ADVANTAGES OF THE INVENTION

[00082] The present disclosure provides a dual -valve device for aspiration and injection of fluids.

[00083] The present disclosure provides a dual-valve device that incorporates two luers for aspiration and injection of fluids respectively.

[00084] The present disclosure provides a dual-valve device that can be used with or without needles.

[00085] The present disclosure provides a dual-valve device that can hold high pressure.

[00086] The present disclosure provides a dual-valve device that incorporates a mechanical auto self-closing system to hold body and atmospheric pressure.

[00087] The present disclosure provides a dual-valve device that can be used for high viscosity fluids without causing malfunctioning of valves.

[00088] The present disclosure provides a dual-valve device that can be used without multiple attachments.

[00089] The present disclosure provides a dual-valve device with linear-spring cylindrical valve and linear-spring hemisphere valves that can withstand temperature fluctuations without malfunctioning.

[00090] The present disclosure provides a dual-valve device that is of simple design and that requires less number of parts and therefore is cheap to manufacture and assemble.

[00091] The present disclosure provides a dual-valve device that can be used for various applications such as in household, industrial, medical, bio-medical, laboratory, etc.

[00092] The present disclosure provides a dual-valve device which can be calibrated for pressure and viscosity of liquid as per market requirements. [00093] The present disclosure provides a dual-valve device that offers flexibility in use of attachments.

[00094] The present disclosure provides an automatic spring-return syringe that can be used on as required basis for automatic aspiration of fluids.

Claims

CLAIMS We claim:

1. A multi -valve device (100) for aspiration and injection of fluids, the device comprising plurality of luers, wherein:

at least one of the luers is configured to function as an aspiration luer and incorporates a first valve that allows fluids to only flow into the multi-valve device; at least one of the remaining luers is configured to function as an injection luer and incorporates a second valve that allows fluids to only flow out of the multi-valve device; and further,

at least one of the remaining luers is configured for fitment of a syringe to function as a syringe luer.
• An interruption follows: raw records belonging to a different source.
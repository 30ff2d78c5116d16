//! G3RUH 9600-baud modem: WAV demodulation via blind phase/polarity/variant
//! search, and AX.25 frame modulation to WAV.

pub mod hdlc;
pub mod scrambler;
pub mod wav;

use std::path::{Path, PathBuf};

use crate::constants::{
    AX25_FLAG, DEFAULT_AMPLITUDE, DEFAULT_BAUD, DEFAULT_INITIAL_LEVEL, DEFAULT_POST_FLAGS,
    DEFAULT_PRE_FLAGS, DEFAULT_SCRAMBLE_VARIANT,
};
use crate::error::EchoflareError;
use crate::util::bits::{nrzi_decode, nrzi_encode};

/// Result of a blind-search demodulation pass: the decoded AX.25 frames
/// (FCS-validated, FCS stripped) plus the search parameters that produced
/// the most frames.
#[derive(Debug, Clone, PartialEq, Eq, Default)]
pub struct DemodResult {
    pub frames: Vec<Vec<u8>>,
    pub chosen_phase: usize,
    pub inverted: bool,
    pub descramble_variant: u8,
}

/// Demodulates a 48 kHz mono 16-bit PCM WAV file captured from a 9600-baud
/// G3RUH/AX.25 downlink.
///
/// Exhaustively searches bit-sample phase, signal polarity, and
/// descrambler variant, keeping the combination that yields the most
/// FCS-valid frames. Ties are broken by search order: ascending phase,
/// non-inverted before inverted, variant 0 before variant 1.
pub fn demod_wav_to_ax25_frames<P: AsRef<Path>>(
    path: P,
    baud: u32,
) -> Result<DemodResult, EchoflareError> {
    let (fs, samples) = wav::read_mono_pcm16(path)?;

    let spb_f = fs as f64 / baud as f64;
    let spb = spb_f.round() as usize;
    if (spb_f - spb as f64).abs() > 1e-6 {
        return Err(EchoflareError::FormatError(format!(
            "Sample rate {fs} not an integer multiple of baud {baud}"
        )));
    }
    if spb == 0 {
        return Err(EchoflareError::FormatError(
            "Baud rate exceeds sample rate".into(),
        ));
    }

    let mut best: Option<DemodResult> = None;

    for phase in 0..spb {
        let mut levels = Vec::new();
        let mut i = phase;
        while i + spb <= samples.len() {
            let window = &samples[i..i + spb];
            let avg: f64 = window.iter().map(|&s| s as f64).sum::<f64>() / spb as f64;
            levels.push(if avg >= 0.0 { 1u8 } else { 0u8 });
            i += spb;
        }

        for inverted in [false, true] {
            let lev: Vec<u8> = levels
                .iter()
                .map(|&l| if inverted { l ^ 1 } else { l })
                .collect();
            let bits_nrzi = nrzi_decode(&lev);

            for variant in [0u8, 1u8] {
                let bits = scrambler::g3ruh_descramble(&bits_nrzi, variant);
                let frames = hdlc::extract_hdlc_frames(&bits, AX25_FLAG);
                if frames.is_empty() {
                    continue;
                }

                let better = match &best {
                    None => true,
                    Some(b) => frames.len() > b.frames.len(),
                };
                if better {
                    best = Some(DemodResult {
                        frames,
                        chosen_phase: phase,
                        inverted,
                        descramble_variant: variant,
                    });
                }
            }
        }
    }

    Ok(best.unwrap_or_default())
}

/// Parameters controlling on-air modulation of an AX.25 frame to WAV.
#[derive(Debug, Clone, Copy)]
pub struct ModParams {
    pub baud: u32,
    pub sample_rate: u32,
    pub amplitude: i16,
    pub pre_flags: usize,
    pub post_flags: usize,
    pub scramble_variant: u8,
    pub initial_level: u8,
}

impl Default for ModParams {
    fn default() -> Self {
        Self {
            baud: DEFAULT_BAUD,
            sample_rate: 48_000,
            amplitude: DEFAULT_AMPLITUDE,
            pre_flags: DEFAULT_PRE_FLAGS,
            post_flags: DEFAULT_POST_FLAGS,
            scramble_variant: DEFAULT_SCRAMBLE_VARIANT,
            initial_level: DEFAULT_INITIAL_LEVEL,
        }
    }
}

/// Modulates an AX.25 frame (addresses + control + pid + payload, no FCS)
/// into a WAV file suitable for uploading to a ground-station transmitter.
pub fn mod_ax25_frame_to_wav<P: AsRef<Path>>(
    frame: &[u8],
    out_path: P,
    params: ModParams,
) -> Result<PathBuf, EchoflareError> {
    if params.sample_rate % params.baud != 0 {
        return Err(EchoflareError::FormatError(
            "sample_rate must be an integer multiple of baud".into(),
        ));
    }
    let spb = (params.sample_rate / params.baud) as usize;

    let bits = hdlc::frame_to_hdlc_bits(frame, AX25_FLAG, params.pre_flags, params.post_flags);
    let scrambled = scrambler::g3ruh_scramble(&bits, params.scramble_variant);
    let levels = nrzi_encode(&scrambled, params.initial_level);

    let mut pcm = Vec::with_capacity(levels.len() * spb);
    for lvl in levels {
        let val = if lvl != 0 {
            params.amplitude
        } else {
            -params.amplitude
        };
        for _ in 0..spb {
            pcm.push(val);
        }
    }

    wav::write_mono_pcm16(out_path.as_ref(), params.sample_rate, &pcm)?;
    Ok(out_path.as_ref().to_path_buf())
}

#[cfg(test)]
mod tests {
    use super::*;
    use tempfile::tempdir;

    #[test]
    fn round_trip_mod_then_demod() {
        let dir = tempdir().unwrap();
        let wav_path = dir.path().join("tx.wav");

        let frame = vec![0xAAu8, 0xBB, 0xCC, 0xDD, 0x01, 0x02, 0x03, 0x04, 0x05, 0x06];
        mod_ax25_frame_to_wav(&frame, &wav_path, ModParams::default()).unwrap();

        let result = demod_wav_to_ax25_frames(&wav_path, DEFAULT_BAUD).unwrap();
        assert_eq!(result.frames.len(), 1);
        assert_eq!(result.frames[0], frame);
    }

    #[test]
    fn rejects_non_integer_samples_per_bit() {
        let dir = tempdir().unwrap();
        let wav_path = dir.path().join("bad.wav");
        wav::write_mono_pcm16(&wav_path, 44_100, &[0i16; 100]).unwrap();
        assert!(demod_wav_to_ax25_frames(&wav_path, 9600).is_err());
    }

    #[test]
    fn empty_wav_yields_empty_result() {
        let dir = tempdir().unwrap();
        let wav_path = dir.path().join("silence.wav");
        wav::write_mono_pcm16(&wav_path, 48_000, &[0i16; 10]).unwrap();
        let result = demod_wav_to_ax25_frames(&wav_path, 9600).unwrap();
        assert!(result.frames.is_empty());
    }
}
2. The device of claim 1, wherein the first valve and the second valve are cylindrical valves.

3. The device of claim 1, wherein the first valve and the second valve are hemispherical valves.

4. The device of claim 1, wherein the first valve is a hemispherical valve.

5. The device of claim 1, wherein the second valve is a cylindrical valve.

6. The device of claim 1, wherein the aspiration luer further incorporates an aspiration male- luer lock, wherein the aspiration male-luer lock is configured for attachment to a system from which fluid is to be aspirated.

7. The device of claim 1, wherein the injection luer further incorporates an injection male- luer lock configured for attachment to a system into which fluid is to be injected.

8. The device of claim 1, wherein the syringe luer is configured to facilitate closing of luer by an end cap when not holding a syringe.